- Work instructions
Copy out all of the entries, keeping every word the same.

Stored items
┌──
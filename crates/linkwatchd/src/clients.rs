//! HTTP/JSON clients for the external collaborators.
//!
//! One small JSON client on top of hyper, and one adapter per collaborator
//! trait mapping transport failures onto that trait's error type.
//!
//! | Collaborator | Call |
//! |---|---|
//! | endpoint registry | `GET {registry_url}/endpoints[?type=ATM]` |
//! | probe agent | `POST {probe_url}/ping` `{ip_address, endpoint_type}` |
//! | alarm feed | `GET {alarm_url}/alarms` |
//! | helpdesk | `POST {ticketing_url}/tickets` |

use std::time::Duration;

use async_trait::async_trait;
use bytes::Bytes;
use http::Method;
use http_body_util::{BodyExt, Full};
use hyper_util::client::legacy::Client;
use hyper_util::client::legacy::connect::HttpConnector;
use hyper_util::rt::TokioExecutor;
use serde::de::DeserializeOwned;
use serde::{Deserialize, Serialize};
use thiserror::Error;
use tracing::debug;

use linkwatch_alarms::{AlarmFeed, AlarmFeedError, RawAlarm};
use linkwatch_health::{ProbeTransport, RawProbeReport, TransportError};
use linkwatch_incident::{IncidentTicketRequest, TicketRef, TicketingError, TicketingService};
use linkwatch_state::{
    EndpointFilter, EndpointRegistry, EndpointType, NetworkEndpoint, RegistryError,
};

const USER_AGENT: &str = concat!("linkwatchd/", env!("CARGO_PKG_VERSION"));

/// Upper bound for one collaborator round trip.
pub const DEFAULT_CALL_TIMEOUT: Duration = Duration::from_secs(30);

/// Failure of one HTTP call.
#[derive(Debug, Clone, PartialEq, Eq, Error)]
pub enum CallError {
    #[error("request timed out")]
    Timeout,

    #[error("connection failed: {0}")]
    Connect(String),

    #[error("invalid request: {0}")]
    Request(String),

    #[error("HTTP {status}: {body}")]
    Status { status: u16, body: String },

    #[error("undecodable response: {0}")]
    Decode(String),
}

/// List payloads come either bare or wrapped in a `data` field.
#[derive(Deserialize)]
#[serde(untagged)]
enum ListBody<T> {
    Wrapped { data: Vec<T> },
    Bare(Vec<T>),
}

impl<T> ListBody<T> {
    fn into_vec(self) -> Vec<T> {
        match self {
            ListBody::Wrapped { data } => data,
            ListBody::Bare(items) => items,
        }
    }
}

/// Minimal JSON-over-HTTP/1 client bound to one base URL.
#[derive(Clone)]
pub struct JsonClient {
    base_url: String,
    timeout: Duration,
    http: Client<HttpConnector, Full<Bytes>>,
}

impl JsonClient {
    pub fn new(base_url: &str) -> Self {
        Self {
            base_url: base_url.trim_end_matches('/').to_string(),
            timeout: DEFAULT_CALL_TIMEOUT,
            http: Client::builder(TokioExecutor::new()).build_http(),
        }
    }

    pub fn with_timeout(mut self, timeout: Duration) -> Self {
        self.timeout = timeout;
        self
    }

    pub async fn get_json<T: DeserializeOwned>(&self, path: &str) -> Result<T, CallError> {
        let bytes = self.send(Method::GET, path, None).await?;
        serde_json::from_slice(&bytes).map_err(|e| CallError::Decode(e.to_string()))
    }

    pub async fn post_json<B, T>(&self, path: &str, body: &B) -> Result<T, CallError>
    where
        B: Serialize + ?Sized,
        T: DeserializeOwned,
    {
        let payload = serde_json::to_vec(body).map_err(|e| CallError::Request(e.to_string()))?;
        let bytes = self.send(Method::POST, path, Some(payload)).await?;
        serde_json::from_slice(&bytes).map_err(|e| CallError::Decode(e.to_string()))
    }

    async fn send(
        &self,
        method: Method,
        path: &str,
        body: Option<Vec<u8>>,
    ) -> Result<Bytes, CallError> {
        let uri = format!("{}{}", self.base_url, path);

        let mut builder = http::Request::builder()
            .method(method)
            .uri(&uri)
            .header("user-agent", USER_AGENT)
            .header("accept", "application/json");
        if body.is_some() {
            builder = builder.header("content-type", "application/json");
        }
        let req = builder
            .body(Full::new(Bytes::from(body.unwrap_or_default())))
            .map_err(|e| CallError::Request(e.to_string()))?;

        let call = async {
            let resp = self.http.request(req).await.map_err(|e| {
                debug!(error = %e, %uri, "collaborator request failed");
                CallError::Connect(e.to_string())
            })?;
            let status = resp.status();
            let bytes = resp
                .into_body()
                .collect()
                .await
                .map_err(|e| CallError::Connect(e.to_string()))?
                .to_bytes();
            if !status.is_success() {
                debug!(%status, %uri, "collaborator non-2xx");
                return Err(CallError::Status {
                    status: status.as_u16(),
                    body: String::from_utf8_lossy(&bytes).into_owned(),
                });
            }
            Ok(bytes)
        };

        match tokio::time::timeout(self.timeout, call).await {
            Ok(result) => result,
            Err(_) => {
                debug!(%uri, "collaborator request timed out");
                Err(CallError::Timeout)
            }
        }
    }
}

// ── Endpoint registry ──────────────────────────────────────────

pub struct HttpRegistry {
    client: JsonClient,
}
└──
- Output below
filename crates/linkwatchd/src/clients.rs
//! HTTP/JSON clients for the external collaborators.
//!
//! One small JSON client on top of hyper, and one adapter per collaborator
//! trait mapping transport failures onto that trait's error type.
//!
//! | Collaborator | Call |
//! |---|---|
//! | endpoint registry | `GET {registry_url}/endpoints[?type=ATM]` |
//! | probe agent | `POST {probe_url}/ping` `{ip_address, endpoint_type}` |
//! | alarm feed | `GET {alarm_url}/alarms` |
//! | helpdesk | `POST {ticketing_url}/tickets` |

use std::time::Duration;

use async_trait::async_trait;
use bytes::Bytes;
use http::Method;
use http_body_util::{BodyExt, Full};
use hyper_util::client::legacy::Client;
use hyper_util::client::legacy::connect::HttpConnector;
use hyper_util::rt::TokioExecutor;
use serde::de::DeserializeOwned;
use serde::{Deserialize, Serialize};
use thiserror::Error;
use tracing::debug;

use linkwatch_alarms::{AlarmFeed, AlarmFeedError, RawAlarm};
use linkwatch_health::{ProbeTransport, RawProbeReport, TransportError};
use linkwatch_incident::{IncidentTicketRequest, TicketRef, TicketingError, TicketingService};
use linkwatch_state::{
    EndpointFilter, EndpointRegistry, EndpointType, NetworkEndpoint, RegistryError,
};

const USER_AGENT: &str = concat!("linkwatchd/", env!("CARGO_PKG_VERSION"));

/// Upper bound for one collaborator round trip.
pub const DEFAULT_CALL_TIMEOUT: Duration = Duration::from_secs(30);

/// Failure of one HTTP call.
#[derive(Debug, Clone, PartialEq, Eq, Error)]
pub enum CallError {
    #[error("request timed out")]
    Timeout,

    #[error("connection failed: {0}")]
    Connect(String),

    #[error("invalid request: {0}")]
    Request(String),

    #[error("HTTP {status}: {body}")]
    Status { status: u16, body: String },

    #[error("undecodable response: {0}")]
    Decode(String),
}

/// List payloads come either bare or wrapped in a `data` field.
#[derive(Deserialize)]
#[serde(untagged)]
enum ListBody<T> {
    Wrapped { data: Vec<T> },
    Bare(Vec<T>),
}

impl<T> ListBody<T> {
    fn into_vec(self) -> Vec<T> {
        match self {
            ListBody::Wrapped { data } => data,
            ListBody::Bare(items) => items,
        }
    }
}

/// Minimal JSON-over-HTTP/1 client bound to one base URL.
#[derive(Clone)]
pub struct JsonClient {
    base_url: String,
    timeout: Duration,
    http: Client<HttpConnector, Full<Bytes>>,
}

impl JsonClient {
    pub fn new(base_url: &str) -> Self {
        Self {
            base_url: base_url.trim_end_matches('/').to_string(),
            timeout: DEFAULT_CALL_TIMEOUT,
            http: Client::builder(TokioExecutor::new()).build_http(),
        }
    }

    pub fn with_timeout(mut self, timeout: Duration) -> Self {
        self.timeout = timeout;
        self
    }

    pub async fn get_json<T: DeserializeOwned>(&self, path: &str) -> Result<T, CallError> {
        let bytes = self.send(Method::GET, path, None).await?;
        serde_json::from_slice(&bytes).map_err(|e| CallError::Decode(e.to_string()))
    }

    pub async fn post_json<B, T>(&self, path: &str, body: &B) -> Result<T, CallError>
    where
        B: Serialize + ?Sized,
        T: DeserializeOwned,
    {
        let payload = serde_json::to_vec(body).map_err(|e| CallError::Request(e.to_string()))?;
        let bytes = self.send(Method::POST, path, Some(payload)).await?;
        serde_json::from_slice(&bytes).map_err(|e| CallError::Decode(e.to_string()))
    }

    async fn send(
        &self,
        method: Method,
        path: &str,
        body: Option<Vec<u8>>,
    ) -> Result<Bytes, CallError> {
        let uri = format!("{}{}", self.base_url, path);

        let mut builder = http::Request::builder()
            .method(method)
            .uri(&uri)
            .header("user-agent", USER_AGENT)
            .header("accept", "application/json");
        if body.is_some() {
            builder = builder.header("content-type", "application/json");
        }
        let req = builder
            .body(Full::new(Bytes::from(body.unwrap_or_default())))
            .map_err(|e| CallError::Request(e.to_string()))?;

        let call = async {
            let resp = self.http.request(req).await.map_err(|e| {
                debug!(error = %e, %uri, "collaborator request failed");
                CallError::Connect(e.to_string())
            })?;
            let status = resp.status();
            let bytes = resp
                .into_body()
                .collect()
                .await
                .map_err(|e| CallError::Connect(e.to_string()))?
                .to_bytes();
            if !status.is_success() {
                debug!(%status, %uri, "collaborator non-2xx");
                return Err(CallError::Status {
                    status: status.as_u16(),
                    body: String::from_utf8_lossy(&bytes).into_owned(),
                });
            }
            Ok(bytes)
        };

        match tokio::time::timeout(self.timeout, call).await {
            Ok(result) => result,
            Err(_) => {
                debug!(%uri, "collaborator request timed out");
                Err(CallError::Timeout)
            }
        }
    }
}

// ── Endpoint registry ──────────────────────────────────────────

pub struct HttpRegistry {
    client: JsonClient,
}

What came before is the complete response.